Futures rose 16 cents after Bernanke said further improvement in the job market will require keeping the central bank’s interest rates low. Oil dropped earlier on concern that Europe’s debt crisis will slow growth. Trading volume was near the lowest level of the year.
“This was a Ben Bernanke rally,” said Phil Flynn, vice president of research at PFGBest in Chicago. “His view of the jobs market is not quite as rosy as most people thought it was. It sounds like we’re going to have interest rates low past 2012.”
Crude oil for May delivery settled at $107.03 a barrel on the New York Mercantile Exchange. Futures dropped as low as $106.19 before the Bernanke speech in Arlington, Virginia. Prices are up 8.3 percent this year.
Brent oil for May settlement climbed 52 cents, or 0.4 percent, to settle at $125.65 a barrel on the London-based ICE Futures Europe exchange. The European benchmark contract’s premium to New York-traded West Texas Intermediate was at $18.62.
The decline in U.S. unemployment to 8.3 percent in February may reflect “a reversal of the unusually large layoffs that occurred during late 2008 and over 2009,” Bernanke said.
The U.S. economy expanded at a 3 percent annual rate in the fourth quarter, the fastest pace in more than a year, as households spent more freely. Growth will probably slow to 2 percent this quarter, according to the median of 72 economists’ forecasts in a Bloomberg News survey from March 9 to March 13.
The U.S., the world’s biggest oil-consuming country, was responsible for 21 percent of global oil use in 2010, according to BP Plc’s Statistical Review of World Energy released on June 8. The European Union’s 27 members accounted for 16 percent of world demand in 2010, BP figures show.
“The reaction of the market to the Bernanke comments is mystifying,” said Bill O’Grady, chief market strategist at Confluence Investment Management in St. Louis, which oversees $1.3 billion. “There’s absolutely nothing in the speech that we haven’t heard before.”
Oil in New York dropped earlier after Italy’s Prime Minister Mario Monti said Spain may reignite the European debt crisis, as euro-area ministers prepare a deal to strengthen the region’s financial firewall. Chancellor Angela Merkel said Germany may back plans for the temporary and permanent euro-area rescue funds to run in parallel.

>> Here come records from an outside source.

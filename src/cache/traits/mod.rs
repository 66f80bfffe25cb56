//! Shared cache types and the provider extension point
//!
//! Value and error types live in `types_and_enums`; `provider` defines the
//! contract backing stores implement.

pub mod provider;
pub mod types_and_enums;

pub use provider::{MemoryCache, TurboListener, TurboProvider};
pub use types_and_enums::{Cached, ErrorCategory, RecoveryHint, TurboError};
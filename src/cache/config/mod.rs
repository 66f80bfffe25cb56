//! Cache configuration with production defaults
//!
//! The defaults mirror a status cache sized for a few thousand files:
//! 200 retained keys and a live tier capped at 5000.

pub mod types;

pub use types::{STATISTICS_DIR_ENV, STATISTICS_ENV, StatisticsConfig, StatisticsMode, TurboConfig};
//! Reclaimed-key detection
//!
//! Tracks the hashes of keys the memory reported as added and diffs them
//! against a fresh snapshot of live keys. Keys that disappeared without an
//! explicit removal were reclaimed because their owners dropped them.

use std::collections::HashSet;
use std::time::{Duration, Instant};

/// Minimum spacing between two diff passes
pub(crate) const COMPUTE_INTERVAL: Duration = Duration::from_secs(10);

#[derive(Debug, Default)]
pub(crate) struct RemovalTracker {
    known: HashSet<u64>,
    last_compute: Option<Instant>,
}

impl RemovalTracker {
    pub fn key_added(&mut self, key_hash: u64) {
        self.known.insert(key_hash);
    }

    pub fn key_removed(&mut self, key_hash: u64) {
        self.known.remove(&key_hash);
    }

    /// Whether a diff pass may run at `now`
    pub fn is_due(&self, now: Instant) -> bool {
        self.last_compute
            .is_none_or(|last| now.duration_since(last) >= COMPUTE_INTERVAL)
    }

    /// Diff against the current live keys and return the reclaimed count
    pub fn compute(&mut self, live: HashSet<u64>, now: Instant) -> usize {
        self.last_compute = Some(now);
        let reclaimed = self.known.difference(&live).count();
        self.known = live;
        reclaimed
    }

    pub fn tracked(&self) -> usize {
        self.known.len()
    }
}
//! Two-tier in-memory attribute store
//!
//! `Memory` answers "is this attribute cached" and "what is it" for opaque
//! keys. `ReadContext` carries a positive existence check over to the read
//! that follows it.

pub mod core;
pub mod eviction;
pub mod read_context;

pub use self::core::Memory;
pub use eviction::{MAX_SAMPLE, sample_size};
pub use read_context::ReadContext;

“The continuing European saga of poor growth and unsustainable debt remains a factor in holding prices back,” said Christopher Bellew, a senior broker at Jefferies Bache Ltd. in London.
Electronic trading volume on the Nymex was 260,014 contracts as of 3:15 p.m. in New York. Volume totaled 509,366 contracts March 23, 20 percent below the three-month average. The lowest volume of 2012 was 423,323 on Jan. 23. Open interest was 1.55 million.
Crude in New York has traded between $102.25 and $110.55 a barrel since Feb. 17, as Western countries have imposed sanctions on Iran aimed at halting its nuclear program. Iran, the second-biggest producer in the Organization of Petroleum Exporting Countries, pumped 3.45 million barrels a day last month, the lowest level since September 2002, according to data compiled by Bloomberg. Saudi Arabia is the leading producer.
“We’re going to continue to see this market move on the headline of the moment without breaking out of our range,” Flynn said. “We will need a definite resolution to the Iran crisis to move to new areas.”